Before fully automating alert triage, begin with limited deployment and build confidence in the results over time. Use a gradual, feedback-driven approach by enabling auto triage for cases with a smaller set of alerts, closely reviewing the outcomes, and providing feedback regularly.

For example, you can start with critical alerts only, review the assigned verdicts for a week, and then expand automation to include high severity alerts once you are satisfied with the accuracy.

Follow these best practices to maximize the value of Alert Auto Triage:

  • Start with a few critical and high severity alerts before expanding to others.

  • Regularly review False Positive and Inconclusive alerts to provide feedback that refines future verdicts.

Privacy and Data Handling

For privacy considerations, see the OpenAI Privacy Policy.

Alert Auto Triage processes data securely in compliance with Stellar Cyber privacy and security standards. Case data is used only for analysis and summary generation and is never used for model training.

The AI service is hosted in the United States and operates under the Stellar Cyber enterprise OpenAI license.
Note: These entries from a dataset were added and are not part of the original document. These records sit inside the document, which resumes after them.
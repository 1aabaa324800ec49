use canopy::{
    ontology_health, Checkpoint, FnEmbedder, OntologyConfig, Span, SpanId, SpanLabelMap,
    SpanPipeline, StoreKind, SynonymMap, TermPipeline, VectorStore,
};
use tracing_subscriber::EnvFilter;

/// Toy encoder: a few topic axes picked by keyword, plus a small length term
/// so vectors within a topic stay distinct.
fn topic_vector(text: &str) -> Vec<f32> {
    let t = text.to_lowercase();
    let axis = if ["apple", "cherry", "pear", "fruit"].iter().any(|w| t.contains(w)) {
        0
    } else if ["bank", "loan", "credit", "revenue"].iter().any(|w| t.contains(w)) {
        1
    } else {
        2
    };
    let mut v = vec![0.05 * (t.len() % 7) as f32; 3];
    v[axis] = 1.0;
    v
}

fn main() -> Result<(), Box<dyn std::error::Error>> {
    // RUST_LOG=canopy=debug shows batch and recluster decisions.
    tracing_subscriber::fmt()
        .with_env_filter(EnvFilter::try_from_default_env().unwrap_or_else(|_| EnvFilter::new("info")))
        .init();

    let dir = std::env::temp_dir().join("canopy-demo");
    let config = OntologyConfig::new()
        .with_items_per_cluster(3)
        .with_max_top_parents(4)
        .with_span_items_per_cluster(2);
    let words = VectorStore::open_or_create(
        &VectorStore::path_for(&dir, "demo", "topic", StoreKind::Words),
        3,
    )?;
    let mut checkpoint = Checkpoint::load(&dir, "demo")?;

    let embedder = FnEmbedder::new("topic", 3, topic_vector);
    let mut terms = TermPipeline::new(config.clone(), embedder, words)?
        .with_vocabulary(checkpoint.vocabulary.clone())
        .with_stopwords(checkpoint.stopwords.clone());
    terms.observe_terms(&[
        ("apple", 2.1),
        ("apples", 3.4),
        ("Apple_Inc", 4.0),
        ("cherry", 2.9),
        ("cherries", 4.2),
        ("pear", 3.1),
        ("bank", 2.0),
        ("banks", 3.0),
        ("loan", 2.7),
        ("credit", 2.5),
        ("weather", 2.2),
        ("rain", 2.4),
    ])?;
    let synonyms: SynonymMap = terms.cluster_and_label(&checkpoint.synonyms)?;
    terms.store_mut().flush()?;

    for (term, label) in synonyms.iter() {
        println!("{term:>12} -> {label}");
    }
    println!("{}", ontology_health(&synonyms, config.max_ontology_depth));

    let spans_store = VectorStore::open_or_create(
        &VectorStore::path_for(&dir, "demo", "topic", StoreKind::Spans),
        3,
    )?;
    let mut spans = SpanPipeline::new(config, FnEmbedder::new("topic", 3, topic_vector), spans_store)?
        .with_term_weights(terms.vocabulary().clone())
        .with_state(checkpoint.tfidf.clone(), checkpoint.batches);
    let batch: Vec<Span> = [
        "The Organization raised loan rates",
        "credit demand slowed at banks",
        "fresh cherry harvest arrived",
        "apple prices fell after harvest",
        "heavy rain expected tomorrow",
    ]
    .iter()
    .enumerate()
    .map(|(i, text)| Span::new(SpanId::new("news.txt", i + 1, 4), *text))
    .collect();
    let span_labels: SpanLabelMap = spans.cluster_spans(&batch, &checkpoint.spans)?;
    spans.store_mut().flush()?;

    for span in &batch {
        println!(
            "{} [{}] {}",
            span.id,
            span_labels.label(&span.id).unwrap_or("-"),
            span.text
        );
    }

    checkpoint.synonyms = synonyms;
    checkpoint.vocabulary = terms.vocabulary().clone();
    checkpoint.stopwords = terms.stopwords().clone();
    checkpoint.spans = span_labels;
    checkpoint.tfidf = spans.tfidf().clone();
    checkpoint.batches = spans.batches();
    let path = checkpoint.save(&dir, "demo")?;
    println!("checkpoint: {}", path.display());
    Ok(())
}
All communication between the Stellar Cyber Platform and the AI service occurs through the Stellar Cyber secure, auditable API layer. Data is transmitted only for the duration of the analysis request and is not stored or reused after processing.

Furthermore, there is no risk of data contamination between tenants for LLM-driven features in the Stellar Cyber Platform. All AI interactions are executed within a strictly tenant-isolated architecture. Each request is scoped to the data context of a single tenant, processed independently, and terminated at the end of the request lifecycle. Data is never shared, cached, reused, or exposed across tenants at any stage of processing.